/ 14 October 2011

Why Basel III will raise home loan costs

Why Basel Iii Will Raise Home Loan Costs

Now may be the time to apply for a home loan as pressure from Basel III will see lending rates increasing further.

In the late 2000s the mortgage rate was typically prime minus one and 100% mortgages were easily available.

That has changed significantly and the prime lending rate is now reserved only for the “prime” clients.

The reason? The cost of credit has increased threefold because of the financial crisis. Depositors, pension funds and corporates with money to invest are demanding far higher interest rates to compensate for increased global risks, which in turn is squeezing the lending market. Although the prime lending rate is priced off the repo rate, it is the cost of funding from institutional deposits that determines the mortgage rate.

Banks are paying more for the funds that they are lending on and, once the provisions of Basel III come into effect, these costs will increase further, said Funeka Ntombela, head of home loans for Standard Bank.

Ntombela said the banks lend for a 20-year period, but they fund that with short-term deposits that can be repriced. When the credit crisis hit and deposit rates shot up, the banks found the majority of their home-loan books under water as the long-term lending rate did not match the short-term deposit rates.

The customer’s rate remained unchanged whereas the input funding costs rose substantially. Legally banks can increase the loan rate on home loans taken out prior to the National Credit Act, but the brand risk would be great.

Most banks’s home-loan books were done at prime less 150 basis points and that is now hurting home-buyers. Today the average home loan is above prime and clients would have to be able to walk on water to receive a rate of one below prime.

Ntombela said the provisions of Basel III in its current form would add a further 80 to 150 basis points to the mortgage lending rate.

Basel III requires longer-term deposits to match against long-term loans, known as the “net stable funding ratio”.

Stable funding is defined as deposits held for one or more years. And the longer the fixed deposit, the more the banks have to pay for that deposit.

Increasing the client’s deposit requirement when taking out a home loan is one way of trying to lower the cost of credit.

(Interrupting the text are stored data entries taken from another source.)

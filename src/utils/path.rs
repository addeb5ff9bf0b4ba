//! Path utilities.
//!
//! Pure functions for path manipulation. No side effects besides
//! `canonicalize()` lookups.

use std::path::{Component, Path, PathBuf};

/// Normalize a file system path to absolute form.
///
/// Tries `canonicalize()` first (resolves symlinks, `.`, `..`).
/// Falls back to:
/// - Return as-is if already absolute
/// - Join with current directory if relative
#[inline]
pub fn normalize_path(path: &Path) -> PathBuf {
    path.canonicalize().unwrap_or_else(|_| {
        if path.is_absolute() {
            path.to_path_buf()
        } else {
            std::env::current_dir().map_or_else(|_| path.to_path_buf(), |cwd| cwd.join(path))
        }
    })
}

/// Interpret an editor file path as a path inside a staging directory.
///
/// Returns `None` for anything that would escape it: absolute paths,
/// `..` components, drive prefixes, or an empty path.
pub fn contained_relative(path: &str) -> Option<PathBuf> {
    let mut out = PathBuf::new();
    for component in Path::new(path).components() {
        match component {
            Component::Normal(part) => out.push(part),
            Component::CurDir => {}
            Component::ParentDir | Component::RootDir | Component::Prefix(_) => return None,
        }
    }
    (!out.as_os_str().is_empty()).then_some(out)
}

/// Display `path` relative to `base` when it lives under it.
pub fn display_relative(path: &Path, base: &Path) -> String {
    path.strip_prefix(base)
        .unwrap_or(path)
        .to_string_lossy()
        .replace('\\', "/")
}
//! `[preview]` section configuration.
//!
//! # Example
//!
//! ```toml
//! [preview]
//! command = ["node", "render.mjs"]   # Runs in the staged file directory
//! cache_dir = "~/.cache/kitchen"     # Staging root, one subdirectory per session
//! ```
//!
//! The command receives the staged files in its working directory plus an
//! `imports.json` with resolved bare imports; stdout is the rendered output.

use std::path::PathBuf;

use serde::{Deserialize, Serialize};

use crate::config::{ConfigDiagnostics, FieldPath};

#[derive(Debug, Clone, Serialize, Deserialize)]
#[serde(default)]
pub struct PreviewConfig {
    /// Program and arguments.
    pub command: Vec<String>,

    /// Staging root (tilde expanded, relative to the config file).
    pub cache_dir: PathBuf,
}

impl Default for PreviewConfig {
    fn default() -> Self {
        Self {
            command: Vec::new(),
            cache_dir: PathBuf::from(".kitchen"),
        }
    }
}

impl PreviewConfig {
    pub fn validate(&self, diag: &mut ConfigDiagnostics) {
        match self.command.first() {
            None => diag.error_with_hint(
                FieldPath::new("preview.command"),
                "no preview command configured",
                "e.g. command = [\"node\", \"render.mjs\"]",
            ),
            Some(program) if program.trim().is_empty() => {
                diag.error(FieldPath::new("preview.command"), "program name is empty");
            }
            Some(_) => {}
        }
    }
}

#[cfg(test)]
mod tests {
    use super::*;
    use crate::config::test_parse_config;

    #[test]
    fn test_preview_config() {
        let config = test_parse_config("[preview]\ncommand = [\"node\", \"render.mjs\"]\ncache_dir = \"tmp\"");
        assert_eq!(config.preview.command, vec!["node", "render.mjs"]);
        assert_eq!(config.preview.cache_dir, PathBuf::from("tmp"));
    }

    #[test]
    fn test_missing_command_is_error() {
        let mut diag = ConfigDiagnostics::new();
        PreviewConfig::default().validate(&mut diag);
        assert_eq!(diag.errors().len(), 1);

        let mut diag = ConfigDiagnostics::new();
        let blank = PreviewConfig {
            command: vec![" ".into()],
            ..Default::default()
        };
        blank.validate(&mut diag);
        assert_eq!(diag.errors()[0].message, "program name is empty");
    }
}
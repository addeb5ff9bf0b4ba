//! Error Visibility State Machine.
//!
//! Visibility is never stored; it is recomputed from the latest preview
//! result and the user's toggle on every state change:
//!
//! ```text
//! visible = error && (toggled || !renderable)
//! ```
//!
//! The toggle is sticky (a rebuild does not reset it), but the displayed
//! outcome follows the result: a build that loses its renderable brings the
//! overlay back even if the user had hidden it.

use crate::provider::PreviewResult;

/// Where the error overlay stands right now.
#[derive(Debug, Clone, Copy, PartialEq, Eq)]
pub enum OverlayState {
    /// No error.
    Hidden,
    /// Error and nothing rendered: shown by default.
    Dismissible,
    /// Error and the user asked to see it.
    UserShown,
    /// Error, but a renderable exists and the user has not asked for it.
    UserHidden,
}

impl OverlayState {
    pub fn evaluate(result: &PreviewResult, toggled: bool) -> Self {
        match (result.error.is_some(), toggled, result.renderable.is_some()) {
            (false, _, _) => Self::Hidden,
            (true, true, _) => Self::UserShown,
            (true, false, false) => Self::Dismissible,
            (true, false, true) => Self::UserHidden,
        }
    }

    pub fn is_visible(self) -> bool {
        matches!(self, Self::Dismissible | Self::UserShown)
    }

    /// Whether the error indicator (the click target) exists at all.
    pub fn has_error(self) -> bool {
        !matches!(self, Self::Hidden)
    }
}
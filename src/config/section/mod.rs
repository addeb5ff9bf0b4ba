//! Configuration section definitions.

mod playground;
mod preview;

pub use playground::PlaygroundConfig;
pub use preview::PreviewConfig;
//! Actor System for Live Preview
//!
//! One actor per mounted playground; the host talks to it through a
//! [`Playground`] handle:
//!
//! ```text
//! Playground --SessionMsg--> SessionActor --spawn--> PreviewProvider::build
//!     ^                        |   (debounce)              |
//!     +----- watch<Snapshot> --+ <------- BuildDone -------+
//! ```
//!
//! # Module Structure
//!
//! - `messages` - Message and snapshot types
//! - `debouncer` - Pure quiescence timing
//! - `session` - The per-session event loop
//! - `handle` - Spawning and talking to a session

pub mod debouncer;
pub mod handle;
pub mod messages;
pub mod session;


pub use handle::{Playground, PlaygroundError};
pub use messages::Snapshot;
//! Utility modules.

pub mod exec;
pub mod path;
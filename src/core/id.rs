//! Session identity.

use std::fmt;
use std::sync::Arc;

use uuid::Uuid;

/// Prefix shared by every generated session id.
pub const SESSION_PREFIX: &str = "code-kitchen-";

/// Length of the random suffix (lowercase hex chars of a v4 uuid).
const SUFFIX_LEN: usize = 10;

/// Opaque, stable identifier of one mounted playground session.
///
/// Generated once when the session is created and never changed afterwards.
/// Providers use it as the only cache key for build artifacts.
#[derive(Debug, Clone, PartialEq, Eq, Hash, PartialOrd, Ord)]
pub struct SessionId(Arc<str>);

impl SessionId {
    /// Generate a fresh `code-kitchen-<random>` id.
    pub fn generate() -> Self {
        let uuid = Uuid::new_v4().simple().to_string();
        Self(format!("{SESSION_PREFIX}{}", &uuid[..SUFFIX_LEN]).into())
    }

    /// Wrap an existing id (e.g. restored by a host).
    pub fn from_raw(id: impl Into<Arc<str>>) -> Self {
        Self(id.into())
    }

    pub fn as_str(&self) -> &str {
        &self.0
    }
}

impl fmt::Display for SessionId {
    fn fmt(&self, f: &mut fmt::Formatter<'_>) -> fmt::Result {
        f.write_str(&self.0)
    }
}

impl AsRef<str> for SessionId {
    fn as_ref(&self) -> &str {
        &self.0
    }
}
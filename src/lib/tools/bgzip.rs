use std::{
    fs::File,
    io::{self, BufWriter},
    path::{Path, PathBuf},
};

use anyhow::{Context, Result};
use clap::Parser;
use fgoxide::io::Io;
use log::info;

use crate::{
    index::block_map::BlockMap,
    io::bgzf::{BgzfWriter, BGZF_BLOCK_SIZE},
    utils::{built_info, BUFFERSIZE},
};

/// Compresses a file to BGZF and writes its .gzi block index alongside.
///
/// An input ending in .gz is decompressed first, so gzip files can be converted to BGZF.
#[derive(Parser, Debug)]
#[clap(name = "bgzip", verbatim_doc_comment, version = built_info::VERSION.as_str())]
pub struct Opts {
    /// The file to compress.
    #[clap(display_order = 1)]
    pub input: PathBuf,

    /// The output BGZF file (default: <input>.gz). The block index is written to <output>.gzi.
    #[clap(short = 'o', long, display_order = 2)]
    pub output: Option<PathBuf>,

    /// Maximum number of uncompressed bytes per block.
    #[clap(long, default_value_t = BGZF_BLOCK_SIZE, display_order = 3)]
    pub block_size: usize,
}

impl Opts {
    fn output(&self) -> PathBuf {
        self.output.clone().unwrap_or_else(|| {
            let mut s = self.input.as_os_str().to_owned();
            s.push(".gz");
            PathBuf::from(s)
        })
    }
}

/// Compresses `input` into `output`, returning the block map of the written file.
#[allow(unknown_lints, clippy::io_other_error)]
pub fn compress(input: &Path, output: &Path, block_size: usize) -> io::Result<BlockMap> {
    let mut reader = Io::default()
        .new_reader(&input)
        .map_err(|e| io::Error::new(io::ErrorKind::Other, e))?;
    let mut writer = BgzfWriter::with_block_size(
        BufWriter::with_capacity(BUFFERSIZE, File::create(output)?),
        block_size,
    );
    let bytes = io::copy(&mut reader, &mut writer)?;
    let (_, map) = writer.finish()?;
    info!("Compressed {} bytes from {:?} into {} blocks", bytes, input, map.num_boundaries());
    Ok(map)
}

// Run bgzip
pub fn run(opts: &Opts) -> Result<(), anyhow::Error> {
    let output = opts.output();
    let map = compress(&opts.input, &output, opts.block_size)
        .with_context(|| format!("Failed to compress {:?}", opts.input))?;

    let mut gzi = output.clone().into_os_string();
    gzi.push(".gzi");
    let gzi = PathBuf::from(gzi);
    map.write(&gzi).with_context(|| format!("Failed to write {:?}", gzi))?;
    info!("Wrote {:?} and {:?}", output, gzi);
    Ok(())
}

According to Basel III, if a client has a 20% deposit, the bank has to hold only 65% in stable funding. Any deposit less than that and the bank must hold 85% in longer-dated instruments.

“Currently it is estimated that under the provisions of Basel III that offshore banks may need as much as $5-trillion capital, so input funding will go up 100%,” said Ntombela.

There is an argument that South Africa as a growing economy needs to be more circumspect and apply some discretion. The provisions of Basel III will, however, price thousands of aspirant first-time home-buyers out of the market.

Banks have made presentations to the Reserve Bank to request a moderation of Basel III requirements for emerging markets.

The final provisions of Basel III will be released in 2015 with an implementation date of 2018.

Chasing a limited pool
Although banks claim that they are open to do home-loan business, they are lending only to a select few those who have a deposit and a clean credit record — as their risk appetite falls.

According to statistics published by ooba in August, the year-on-year average bank-decline ratio remained unchanged at 46.1%.

The market has already shrunk from R350-billion of new mortgages a year to about R120-billion a year as banks become more selective. Of the R120-billion, only 50% to 60% is new business.

Looking at the Reserve Bank’s BA 900 figures, only Standard Bank and FirstRand grew the size of their home-loan books in the first seven months of the year. Standard’s book grew by R9.5-billion and First Rand’s by R2-billion. Absa’s book declined by R4.5-billion and Nedbank’s by R1.85-billion. Although these are averages and include loans that have been paid off, it provides a picture of current trends.